Ma i clienti come sono arrivati?
«Quasi naturalmente. Perché noi facciamo parti meccaniche che resistono molto meglio delle altre allo stress».
Quando si è detto che l’idea poteva funzionare?
«Quando la Ducati e la Brembo ci hanno chiesto di produrre per loro. All’inizio vendevamo una vite a ventimila lire e ci dicevano che nessuno le avrebbe mai comprate. Anche perché solo noi le facevamo in titanio».
Invece andò bene?
«Tanto che alla fine degli anni Ottanta mi presentai alla Ferrari per proporre i nostri prodotti».
Cos’hanno di particolare?
«Siamo bravi nella lavorazione meccanica di alta precisione con leghe speciali».
Perdoni l’ignoranza. Col ferro o l’alluminio cambia qualcosa?

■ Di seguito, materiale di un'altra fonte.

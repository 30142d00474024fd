use std::fmt;
use std::path::{Path, PathBuf};

use crate::runtime::Runtime;

/// Name every project root directory must carry.
pub const PROJECT_DIR_NAME: &str = "kubejs";

/// Manifest file at the project root.
pub const MANIFEST_FILE: &str = ".kjspkg";

/// Hidden wrapper inside each script directory holding one folder per package.
pub const WRAPPER_DIR: &str = ".kjspkg";

/// Staging area for package clones, purged at the end of every command.
pub const STAGING_DIR: &str = ".kjspkg_tmp";

/// A managed directory that packages may contribute files to.
#[derive(Debug, Clone, Copy, PartialEq, Eq, Hash)]
pub enum Category {
    ServerScripts,
    ClientScripts,
    StartupScripts,
    Data,
    Assets,
}

impl Category {
    pub const ALL: [Category; 5] = [
        Category::ServerScripts,
        Category::ClientScripts,
        Category::StartupScripts,
        Category::Data,
        Category::Assets,
    ];

    pub const SCRIPTS: [Category; 3] = [
        Category::ServerScripts,
        Category::ClientScripts,
        Category::StartupScripts,
    ];

    /// Directory name, both in the project and in a package repository.
    pub fn dir_name(&self) -> &'static str {
        match self {
            Category::ServerScripts => "server_scripts",
            Category::ClientScripts => "client_scripts",
            Category::StartupScripts => "startup_scripts",
            Category::Data => "data",
            Category::Assets => "assets",
        }
    }

    /// Script categories keep packages under the hidden wrapper.
    pub fn is_script(&self) -> bool {
        matches!(
            self,
            Category::ServerScripts | Category::ClientScripts | Category::StartupScripts
        )
    }
}

impl fmt::Display for Category {
    fn fmt(&self, f: &mut fmt::Formatter<'_>) -> fmt::Result {
        f.write_str(self.dir_name())
    }
}

/// Paths inside one project root.
#[derive(Debug, Clone, PartialEq, Eq)]
pub struct ProjectLayout {
    root: PathBuf,
}

impl ProjectLayout {
    pub fn new(root: impl Into<PathBuf>) -> Self {
        Self { root: root.into() }
    }

    pub fn root(&self) -> &Path {
        &self.root
    }

    /// Returns: `<root>/.kjspkg`
    pub fn manifest_path(&self) -> PathBuf {
        self.root.join(MANIFEST_FILE)
    }

    /// Returns: `<root>/.kjspkg_tmp`
    pub fn staging_root(&self) -> PathBuf {
        self.root.join(STAGING_DIR)
    }

    /// Returns: `<root>/.kjspkg_tmp/<name>`
    pub fn staging_dir(&self, name: &str) -> PathBuf {
        self.staging_root().join(name)
    }

    /// Returns: `<root>/<category>`
    pub fn category_dir(&self, category: Category) -> PathBuf {
        self.root.join(category.dir_name())
    }

    /// Directory holding one folder per package for a category.
    ///
    /// Returns: `<root>/<category>/.kjspkg` for scripts, `<root>/<category>` for assets
    pub fn packages_dir(&self, category: Category) -> PathBuf {
        let dir = self.category_dir(category);
        if category.is_script() {
            dir.join(WRAPPER_DIR)
        } else {
            dir
        }
    }

    pub fn package_dir(&self, category: Category, name: &str) -> PathBuf {
        self.packages_dir(category).join(name)
    }

    /// A project root is a directory named `kubejs` holding at least one
    /// script directory.
    pub fn looks_like_project<R: Runtime>(&self, runtime: &R) -> bool {
        let named_right = self
            .root
            .file_name()
            .and_then(|n| n.to_str())
            .is_some_and(|n| n == PROJECT_DIR_NAME);

        named_right
            && Category::SCRIPTS
                .iter()
                .any(|c| runtime.is_dir(&self.category_dir(*c)))
    }
}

«Tutto. Prenda un aereo con la fusoliera in carbonio piuttosto che in alluminio. A quel punto vanno riprogettati i fissaggi, cambiano le dimensioni dei pezzi, i pesi, le resistenze».

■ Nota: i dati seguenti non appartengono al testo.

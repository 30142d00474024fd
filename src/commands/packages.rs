use anyhow::Result;
use log::{debug, info, warn};

use crate::{
    fetch::Fetcher,
    installer::{self, Installer},
    project::{Manifest, ManifestStore},
    registry::Registry,
    runtime::Runtime,
};

use super::{config::Config, load_or_init};

#[derive(Debug, Clone, Copy, Default, PartialEq, Eq)]
pub struct BatchOptions {
    pub quiet: bool,
    pub skip_missing: bool,
}

/// Install `names` in order. The first fatal error stops the batch; the
/// packages completed before it stay recorded.
#[tracing::instrument(skip(runtime, registry, fetcher, config))]
pub async fn install<R: Runtime, G: Registry, F: Fetcher>(
    runtime: &R,
    registry: &G,
    fetcher: &F,
    config: &Config,
    names: &[String],
    options: &BatchOptions,
) -> Result<()> {
    let Some(mut manifest) = load_or_init(runtime, config)? else {
        return Ok(());
    };
    let layout = config.layout();
    let store = ManifestStore::new(runtime, &layout);
    let installer = Installer::new(runtime, registry, fetcher, layout.clone());

    for name in names {
        let name = name.to_lowercase();
        let was_installed = manifest.is_installed(&name);
        match installer.install(&manifest, &name, options.skip_missing).await {
            Ok(updated) => {
                let changed = updated != manifest;
                manifest = updated;
                if !options.quiet && (changed || was_installed) {
                    println!("Package \"{}\" installed successfully!", name);
                }
            }
            Err(e) => {
                persist_partial(&store, &manifest);
                return Err(e);
            }
        }
    }

    store.save(&manifest)?;
    info!("{} package(s) installed", manifest.installed_packages.len());
    Ok(())
}

/// Remove `names` in order, with the same stop-on-first-error rule as [`install`].
#[tracing::instrument(skip(runtime, config))]
pub fn remove<R: Runtime>(
    runtime: &R,
    config: &Config,
    names: &[String],
    options: &BatchOptions,
) -> Result<()> {
    let Some(mut manifest) = load_or_init(runtime, config)? else {
        return Ok(());
    };
    let layout = config.layout();
    let store = ManifestStore::new(runtime, &layout);

    for name in names {
        let name = name.to_lowercase();
        match installer::remove(runtime, &layout, &manifest, &name, options.skip_missing) {
            Ok(updated) => {
                let changed = updated != manifest;
                manifest = updated;
                if !options.quiet && changed {
                    println!("Package \"{}\" removed successfully!", name);
                }
            }
            Err(e) => {
                persist_partial(&store, &manifest);
                return Err(e);
            }
        }
    }

    store.save(&manifest)
}

/// Record what the batch finished before failing. The batch error wins
/// over a save failure.
fn persist_partial<R: Runtime>(store: &ManifestStore<'_, R>, manifest: &Manifest) {
    debug!("Saving manifest after a failed batch");
    if let Err(e) = store.save(manifest) {
        warn!("Failed to save manifest: {:#}", e);
    }
}

#[cfg(test)]
mod tests {
    use super::*;
    use crate::error::KjspkgError;
    use crate::fetch::MockFetcher;
    use crate::installer::test_support::{
        assert_consistent, descriptor, package_folders, project, seed_package, write_package,
    };
    use crate::project::{Category, ProjectLayout};
    use crate::registry::MockRegistry;
    use crate::runtime::RealRuntime;
    use crate::version::Modloader;
    use mockall::predicate::eq;
    use std::path::Path;
    use tempfile::tempdir;

    fn initialized(base: &Path, manifest: &Manifest) -> (Config, ProjectLayout) {
        let layout = project(base);
        ManifestStore::new(&RealRuntime, &layout)
            .save(manifest)
            .unwrap();
        let config = Config::new(&RealRuntime, Some(layout.root().to_path_buf()), None, None).unwrap();
        (config, layout)
    }

    fn saved(layout: &ProjectLayout) -> Manifest {
        ManifestStore::new(&RealRuntime, layout)
            .load()
            .unwrap()
            .unwrap()
    }

    fn names(list: &[&str]) -> Vec<String> {
        list.iter().map(|n| n.to_string()).collect()
    }

    /// A fetcher that stages a package with server scripts for every call.
    fn staging_fetcher() -> MockFetcher {
        let mut fetcher = MockFetcher::new();
        fetcher.expect_fetch_into().returning(|_, staging| {
            write_package(staging, &[Category::ServerScripts]);
            Ok(())
        });
        fetcher
    }

    #[tokio::test]
    async fn test_install_batch_lowercases_and_persists() {
        let dir = tempdir().unwrap();
        let (config, layout) = initialized(dir.path(), &Manifest::new(9, Modloader::Forge));

        let mut registry = MockRegistry::new();
        registry
            .expect_fetch_descriptor()
            .with(eq("foo"))
            .times(1)
            .returning(|n| Ok(Some(descriptor(n, &[9], &["forge"]))));
        registry
            .expect_fetch_descriptor()
            .with(eq("bar"))
            .times(1)
            .returning(|n| Ok(Some(descriptor(n, &[9], &["forge", "fabric"]))));
        let fetcher = staging_fetcher();

        install(
            &RealRuntime,
            &registry,
            &fetcher,
            &config,
            &names(&["Foo", "BAR"]),
            &BatchOptions::default(),
        )
        .await
        .unwrap();

        let manifest = saved(&layout);
        assert_eq!(manifest.installed_packages, vec!["foo", "bar"]);
        assert_consistent(&layout, &manifest);
    }

    #[tokio::test]
    async fn test_install_batch_stops_at_first_error() {
        let dir = tempdir().unwrap();
        let (config, layout) = initialized(dir.path(), &Manifest::new(9, Modloader::Forge));

        let mut registry = MockRegistry::new();
        registry
            .expect_fetch_descriptor()
            .with(eq("foo"))
            .returning(|n| Ok(Some(descriptor(n, &[9], &["forge"]))));
        registry
            .expect_fetch_descriptor()
            .with(eq("missing"))
            .returning(|_| Ok(None));
        // "baz" must never be looked up
        let fetcher = staging_fetcher();

        let err = install(
            &RealRuntime,
            &registry,
            &fetcher,
            &config,
            &names(&["foo", "missing", "baz"]),
            &BatchOptions::default(),
        )
        .await
        .unwrap_err();

        assert!(matches!(
            err.downcast_ref::<KjspkgError>(),
            Some(KjspkgError::PackageNotFound(name)) if name == "missing"
        ));
        let manifest = saved(&layout);
        assert_eq!(manifest.installed_packages, vec!["foo"]);
        assert_consistent(&layout, &manifest);
    }

    #[tokio::test]
    async fn test_install_skip_missing_continues() {
        let dir = tempdir().unwrap();
        let (config, layout) = initialized(dir.path(), &Manifest::new(9, Modloader::Forge));

        let mut registry = MockRegistry::new();
        registry
            .expect_fetch_descriptor()
            .with(eq("missing"))
            .returning(|_| Ok(None));
        registry
            .expect_fetch_descriptor()
            .with(eq("foo"))
            .returning(|n| Ok(Some(descriptor(n, &[9], &["forge"]))));
        let fetcher = staging_fetcher();

        install(
            &RealRuntime,
            &registry,
            &fetcher,
            &config,
            &names(&["missing", "foo"]),
            &BatchOptions {
                quiet: true,
                skip_missing: true,
            },
        )
        .await
        .unwrap();

        assert_eq!(saved(&layout).installed_packages, vec!["foo"]);
    }

    #[tokio::test]
    async fn test_install_incompatible_leaves_project_unchanged() {
        let dir = tempdir().unwrap();
        let before = Manifest::new(9, Modloader::Forge).with_package("old");
        let (config, layout) = initialized(dir.path(), &before);
        seed_package(&layout, "old", &[Category::Data]);

        let mut registry = MockRegistry::new();
        registry
            .expect_fetch_descriptor()
            .returning(|n| Ok(Some(descriptor(n, &[8], &["forge"]))));
        let fetcher = MockFetcher::new();

        let err = install(
            &RealRuntime,
            &registry,
            &fetcher,
            &config,
            &names(&["foo"]),
            &BatchOptions::default(),
        )
        .await
        .unwrap_err();

        assert!(matches!(
            err.downcast_ref::<KjspkgError>(),
            Some(KjspkgError::IncompatiblePackage { .. })
        ));
        assert_eq!(saved(&layout), before);
        assert_eq!(package_folders(&layout).len(), 1);
    }

    #[test]
    fn test_remove_batch() {
        let dir = tempdir().unwrap();
        let before = Manifest::new(9, Modloader::Forge)
            .with_package("foo")
            .with_package("bar");
        let (config, layout) = initialized(dir.path(), &before);
        seed_package(&layout, "foo", &[Category::ClientScripts, Category::Assets]);
        seed_package(&layout, "bar", &[Category::Data]);

        remove(
            &RealRuntime,
            &config,
            &names(&["FOO"]),
            &BatchOptions::default(),
        )
        .unwrap();

        let manifest = saved(&layout);
        assert_eq!(manifest.installed_packages, vec!["bar"]);
        assert_consistent(&layout, &manifest);
    }

    #[test]
    fn test_remove_batch_stops_at_not_installed() {
        let dir = tempdir().unwrap();
        let before = Manifest::new(9, Modloader::Forge)
            .with_package("foo")
            .with_package("bar");
        let (config, layout) = initialized(dir.path(), &before);
        seed_package(&layout, "foo", &[Category::ServerScripts]);
        seed_package(&layout, "bar", &[Category::ServerScripts]);

        let err = remove(
            &RealRuntime,
            &config,
            &names(&["foo", "ghost", "bar"]),
            &BatchOptions::default(),
        )
        .unwrap_err();

        assert!(matches!(
            err.downcast_ref::<KjspkgError>(),
            Some(KjspkgError::PackageNotInstalled(name)) if name == "ghost"
        ));
        let manifest = saved(&layout);
        assert_eq!(manifest.installed_packages, vec!["bar"]);
        assert_consistent(&layout, &manifest);
    }

    #[test]
    fn test_remove_batch_skip_missing() {
        let dir = tempdir().unwrap();
        let before = Manifest::new(9, Modloader::Forge).with_package("foo");
        let (config, layout) = initialized(dir.path(), &before);
        seed_package(&layout, "foo", &[Category::ServerScripts]);

        remove(
            &RealRuntime,
            &config,
            &names(&["ghost", "foo"]),
            &BatchOptions {
                quiet: false,
                skip_missing: true,
            },
        )
        .unwrap();

        assert!(saved(&layout).installed_packages.is_empty());
    }
}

Quindi voi non vi limitate a fare i terzisti su commissione. Vi occupate anche della progettazione oltre che della produzione dei pezzi.
«Il nostro è un mestiere affascinante proprio per questo. Non esiste una routine, ogni giorno c’è una novità. Sotto forma di un nuovo problema da risolvere».

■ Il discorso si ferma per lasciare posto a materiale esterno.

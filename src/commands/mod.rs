//! One function per CLI command. Each loads what it needs, calls into the
//! project and installer layers, and prints the user-facing result.

use anyhow::Result;
use log::debug;

use crate::{
    project::{Manifest, ManifestStore},
    runtime::Runtime,
};

pub mod config;
mod info;
mod init;
mod list;
mod packages;
mod uninit;

pub use info::{info, info_text};
pub use init::{InitOptions, init};
pub use list::{list, render_list};
pub use packages::{BatchOptions, install, remove};
pub use uninit::uninit;

use config::Config;

/// The project's manifest, creating the project first when there is none.
///
/// Returns `None` if the user backed out of the implicit init.
pub(crate) fn load_or_init<R: Runtime>(runtime: &R, config: &Config) -> Result<Option<Manifest>> {
    let layout = config.layout();
    if let Some(manifest) = ManifestStore::new(runtime, &layout).load()? {
        return Ok(Some(manifest));
    }

    debug!("No manifest at {:?}", layout.manifest_path());
    println!("Project not found, a new one will be created.\n");
    init(runtime, config, &InitOptions::default())
}
//! HTTP client module.

mod client;

pub use client::HttpClient;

La crisi, dal 2008 in poi, ne ha sfornati di continuo.
«Ci ha penalizzato molto il taglio dei costi in Formula Uno, che ha comportato minor ricerca sui pezzi e i materiali. Adesso per noi il settore rappresenta il 20 per cento del fatturato».
Il resto da dove viene?
«In buona parte dall’aeronautica, dove siamo entrati diversi anni fa. Negli ultimi anni c’è stato un forte impulso a costruire aerei in nuove leghe, più leggeri e resistenti, in modo da ridurre i consumi di carburante senza diminuire la sicurezza».
È possibile?
«Eccome. Nel settore, poi, i controlli sono serissimi. Una delle nostre viti deve passare venticinque verifiche, non solo da parte nostra ma anche di enti certificati. Un lotto di cento viti comporta una relazione tecnica di duecento pagine».
Oltre alla Formula Uno e all’aeronautica, producete per altri settori?
«Abbiamo acquisito la Ncr, dove costruiamo moto speciali ad altissimo contenuto tecnologico. E continuiamo a produrre pezzi speciali per i clienti privati. Molti sono ducatisti che usano i nostri prodotti per alleggerire le loro moto».
Aerei, moto, bolidi. Non vi manca niente.
«Da diversi anni lavoriamo anche per l’automotive. Progettiamo e creiamo pezzi per le supercar di serie, Ferrari, Porsche, che devono coniugare leggerezza, potenza e resistenza».